Reproduce every line of the listing below exactly.

* **Information provided**:
══════

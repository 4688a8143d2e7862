//! Structured Logging Setup via tracing-subscriber
//!
//! Konfigurierbar per Umgebungsvariable (hat Vorrang vor der Konfigurationsdatei):
//! - `TT_LOG_LEVEL`: Filter-Direktive (z.B. `debug` oder
//!   `info,teamtalk_client=trace`), Standard: info
//! - `TT_LOG_FORMAT`: Format (text/json), Standard: text

use std::str::FromStr;

use thiserror::Error;
use tracing_subscriber::{fmt, EnvFilter};

pub const ENV_LOG_LEVEL: &str = "TT_LOG_LEVEL";
pub const ENV_LOG_FORMAT: &str = "TT_LOG_FORMAT";

#[derive(Debug, Error)]
pub enum LoggingFehler {
    #[error("Unbekanntes Log-Format '{0}' (erlaubt: text, json)")]
    UnbekanntesFormat(String),

    #[error("Ungueltiger Log-Filter '{0}'")]
    UngueltigerFilter(String),

    /// Es ist bereits ein globaler Subscriber gesetzt
    #[error("Logging bereits initialisiert: {0}")]
    BereitsInitialisiert(String),
}

/// Ausgabeformat der Log-Zeilen
#[derive(Debug, Clone, Copy, PartialEq, Eq, Default)]
pub enum LogFormat {
    #[default]
    Text,
    Json,
}

impl FromStr for LogFormat {
    type Err = LoggingFehler;

    fn from_str(s: &str) -> Result<Self, Self::Err> {
        match s {
            "text" => Ok(Self::Text),
            "json" => Ok(Self::Json),
            anderes => Err(LoggingFehler::UnbekanntesFormat(anderes.to_string())),
        }
    }
}

/// Initialisiert das Logging-System.
///
/// `level` und `format` stammen aus der Konfiguration; `TT_LOG_LEVEL` und
/// `TT_LOG_FORMAT` ueberschreiben sie.
pub fn logging_initialisieren(level: &str, format: &str) -> Result<(), LoggingFehler> {
    let level_env = std::env::var(ENV_LOG_LEVEL).ok();
    let format_env = std::env::var(ENV_LOG_FORMAT).ok();
    let (filter, format) = aufloesen(level, format, level_env.as_deref(), format_env.as_deref())?;

    let ergebnis = match format {
        LogFormat::Json => fmt()
            .json()
            .with_env_filter(filter)
            .with_target(true)
            .with_thread_ids(true)
            .with_current_span(true)
            .try_init(),
        LogFormat::Text => fmt().with_env_filter(filter).with_target(true).try_init(),
    };
    ergebnis.map_err(|e| LoggingFehler::BereitsInitialisiert(e.to_string()))
}

/// Kombiniert Konfiguration und Umgebung zu Filter und Format
fn aufloesen(
    level: &str,
    format: &str,
    level_env: Option<&str>,
    format_env: Option<&str>,
) -> Result<(EnvFilter, LogFormat), LoggingFehler> {
    let direktive = level_env.unwrap_or(level);
    // Ein einzelnes Wort ohne `=` waere fuer EnvFilter ein Target-Name
    if ist_einzelnes_wort(direktive) && !log_level_gueltig(&direktive.to_ascii_lowercase()) {
        return Err(LoggingFehler::UngueltigerFilter(direktive.to_string()));
    }
    let filter = EnvFilter::try_new(direktive)
        .map_err(|_| LoggingFehler::UngueltigerFilter(direktive.to_string()))?;
    let format = format_env.unwrap_or(format).parse()?;
    Ok((filter, format))
}

/// Validiert ob ein einfacher Log-Level-String gueltig ist.
pub fn log_level_gueltig(level: &str) -> bool {
    matches!(level, "trace" | "debug" | "info" | "warn" | "error" | "off")
}

fn ist_einzelnes_wort(direktive: &str) -> bool {
    !direktive.contains(['=', ',', '[', ':'])
}

#[cfg(test)]
mod tests {
    use super::*;

    #[test]
    fn log_level_gueltige_werte() {
        for level in ["trace", "debug", "info", "warn", "error"] {
            assert!(log_level_gueltig(level), "{level}");
        }
    }

    #[test]
    fn log_level_ungueltige_werte() {
        assert!(!log_level_gueltig("verbose"));
        assert!(!log_level_gueltig("INFO")); // Gross-/Kleinschreibung
        assert!(!log_level_gueltig(""));
    }

    #[test]
    fn log_format_parsen() {
        assert_eq!("text".parse::<LogFormat>().unwrap(), LogFormat::Text);
        assert_eq!("json".parse::<LogFormat>().unwrap(), LogFormat::Json);
        assert!(matches!(
            "JSON".parse::<LogFormat>(),
            Err(LoggingFehler::UnbekanntesFormat(_))
        ));
    }

    #[test]
    fn konfiguration_ohne_umgebung() {
        let (filter, format) = aufloesen("debug", "json", None, None).unwrap();
        assert_eq!(format, LogFormat::Json);
        assert_eq!(filter.to_string(), "debug");
    }

    #[test]
    fn umgebung_ueberschreibt_konfiguration() {
        let (filter, format) =
            aufloesen("info", "json", Some("teamtalk_client=trace"), Some("text")).unwrap();
        assert_eq!(format, LogFormat::Text);
        assert_eq!(filter.to_string(), "teamtalk_client=trace");
    }

    #[test]
    fn ungueltiges_format_aus_umgebung() {
        assert!(matches!(
            aufloesen("info", "text", None, Some("xml")),
            Err(LoggingFehler::UnbekanntesFormat(f)) if f == "xml"
        ));
    }

    #[test]
    fn tippfehler_im_level_wird_abgelehnt() {
        assert!(matches!(
            aufloesen("verbose", "text", None, None),
            Err(LoggingFehler::UngueltigerFilter(f)) if f == "verbose"
        ));
        assert!(matches!(
            aufloesen("info", "text", Some("lautstark"), None),
            Err(LoggingFehler::UngueltigerFilter(_))
        ));
        assert!(aufloesen("off", "text", None, None).is_ok());
        assert!(aufloesen("info", "text", Some("WARN"), None).is_ok());
    }

    #[test]
    fn ungueltiger_filter() {
        assert!(matches!(
            aufloesen("teamtalk=lautstark", "text", None, None),
            Err(LoggingFehler::UngueltigerFilter(_))
        ));
    }
}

══════

* **Result for this task**:
repository 4688a8143d2e7862
//! Structured Logging Setup via tracing-subscriber
//!
//! Konfigurierbar per Umgebungsvariable (hat Vorrang vor der Konfigurationsdatei):
//! - `TT_LOG_LEVEL`: Filter-Direktive (z.B. `debug` oder
//!   `info,teamtalk_client=trace`), Standard: info
//! - `TT_LOG_FORMAT`: Format (text/json), Standard: text

use std::str::FromStr;

use thiserror::Error;
use tracing_subscriber::{fmt, EnvFilter};

pub const ENV_LOG_LEVEL: &str = "TT_LOG_LEVEL";
pub const ENV_LOG_FORMAT: &str = "TT_LOG_FORMAT";

#[derive(Debug, Error)]
pub enum LoggingFehler {
    #[error("Unbekanntes Log-Format '{0}' (erlaubt: text, json)")]
    UnbekanntesFormat(String),

    #[error("Ungueltiger Log-Filter '{0}'")]
    UngueltigerFilter(String),

    /// Es ist bereits ein globaler Subscriber gesetzt
    #[error("Logging bereits initialisiert: {0}")]
    BereitsInitialisiert(String),
}

/// Ausgabeformat der Log-Zeilen
#[derive(Debug, Clone, Copy, PartialEq, Eq, Default)]
pub enum LogFormat {
    #[default]
    Text,
    Json,
}

impl FromStr for LogFormat {
    type Err = LoggingFehler;

    fn from_str(s: &str) -> Result<Self, Self::Err> {
        match s {
            "text" => Ok(Self::Text),
            "json" => Ok(Self::Json),
            anderes => Err(LoggingFehler::UnbekanntesFormat(anderes.to_string())),
        }
    }
}

/// Initialisiert das Logging-System.
///
/// `level` und `format` stammen aus der Konfiguration; `TT_LOG_LEVEL` und
/// `TT_LOG_FORMAT` ueberschreiben sie.
pub fn logging_initialisieren(level: &str, format: &str) -> Result<(), LoggingFehler> {
    let level_env = std::env::var(ENV_LOG_LEVEL).ok();
    let format_env = std::env::var(ENV_LOG_FORMAT).ok();
    let (filter, format) = aufloesen(level, format, level_env.as_deref(), format_env.as_deref())?;

    let ergebnis = match format {
        LogFormat::Json => fmt()
            .json()
            .with_env_filter(filter)
            .with_target(true)
            .with_thread_ids(true)
            .with_current_span(true)
            .try_init(),
        LogFormat::Text => fmt().with_env_filter(filter).with_target(true).try_init(),
    };
    ergebnis.map_err(|e| LoggingFehler::BereitsInitialisiert(e.to_string()))
}

/// Kombiniert Konfiguration und Umgebung zu Filter und Format
fn aufloesen(
    level: &str,
    format: &str,
    level_env: Option<&str>,
    format_env: Option<&str>,
) -> Result<(EnvFilter, LogFormat), LoggingFehler> {
    let direktive = level_env.unwrap_or(level);
    // Ein einzelnes Wort ohne `=` waere fuer EnvFilter ein Target-Name
    if ist_einzelnes_wort(direktive) && !log_level_gueltig(&direktive.to_ascii_lowercase()) {
        return Err(LoggingFehler::UngueltigerFilter(direktive.to_string()));
    }
    let filter = EnvFilter::try_new(direktive)
        .map_err(|_| LoggingFehler::UngueltigerFilter(direktive.to_string()))?;
    let format = format_env.unwrap_or(format).parse()?;
    Ok((filter, format))
}

/// Validiert ob ein einfacher Log-Level-String gueltig ist.
pub fn log_level_gueltig(level: &str) -> bool {
    matches!(level, "trace" | "debug" | "info" | "warn" | "error" | "off")
}

fn ist_einzelnes_wort(direktive: &str) -> bool {
    !direktive.contains(['=', ',', '[', ':'])
}

#[cfg(test)]
mod tests {
    use super::*;

    #[test]
    fn log_level_gueltige_werte() {
        for level in ["trace", "debug", "info", "warn", "error"] {
            assert!(log_level_gueltig(level), "{level}");
        }
    }

    #[test]
    fn log_level_ungueltige_werte() {
        assert!(!log_level_gueltig("verbose"));
        assert!(!log_level_gueltig("INFO")); // Gross-/Kleinschreibung
        assert!(!log_level_gueltig(""));
    }

    #[test]
    fn log_format_parsen() {
        assert_eq!("text".parse::<LogFormat>().unwrap(), LogFormat::Text);
        assert_eq!("json".parse::<LogFormat>().unwrap(), LogFormat::Json);
        assert!(matches!(
            "JSON".parse::<LogFormat>(),
            Err(LoggingFehler::UnbekanntesFormat(_))
        ));
    }

    #[test]
    fn konfiguration_ohne_umgebung() {
        let (filter, format) = aufloesen("debug", "json", None, None).unwrap();
        assert_eq!(format, LogFormat::Json);
        assert_eq!(filter.to_string(), "debug");
    }

    #[test]
    fn umgebung_ueberschreibt_konfiguration() {
        let (filter, format) =
            aufloesen("info", "json", Some("teamtalk_client=trace"), Some("text")).unwrap();
        assert_eq!(format, LogFormat::Text);
        assert_eq!(filter.to_string(), "teamtalk_client=trace");
    }

    #[test]
    fn ungueltiges_format_aus_umgebung() {
        assert!(matches!(
            aufloesen("info", "text", None, Some("xml")),
            Err(LoggingFehler::UnbekanntesFormat(f)) if f == "xml"
        ));
    }

    #[test]
    fn tippfehler_im_level_wird_abgelehnt() {
        assert!(matches!(
            aufloesen("verbose", "text", None, None),
            Err(LoggingFehler::UngueltigerFilter(f)) if f == "verbose"
        ));
        assert!(matches!(
            aufloesen("info", "text", Some("lautstark"), None),
            Err(LoggingFehler::UngueltigerFilter(_))
        ));
        assert!(aufloesen("off", "text", None, None).is_ok());
        assert!(aufloesen("info", "text", Some("WARN"), None).is_ok());
    }

    #[test]
    fn ungueltiger_filter() {
        assert!(matches!(
            aufloesen("teamtalk=lautstark", "text", None, None),
            Err(LoggingFehler::UngueltigerFilter(_))
        ));
    }
}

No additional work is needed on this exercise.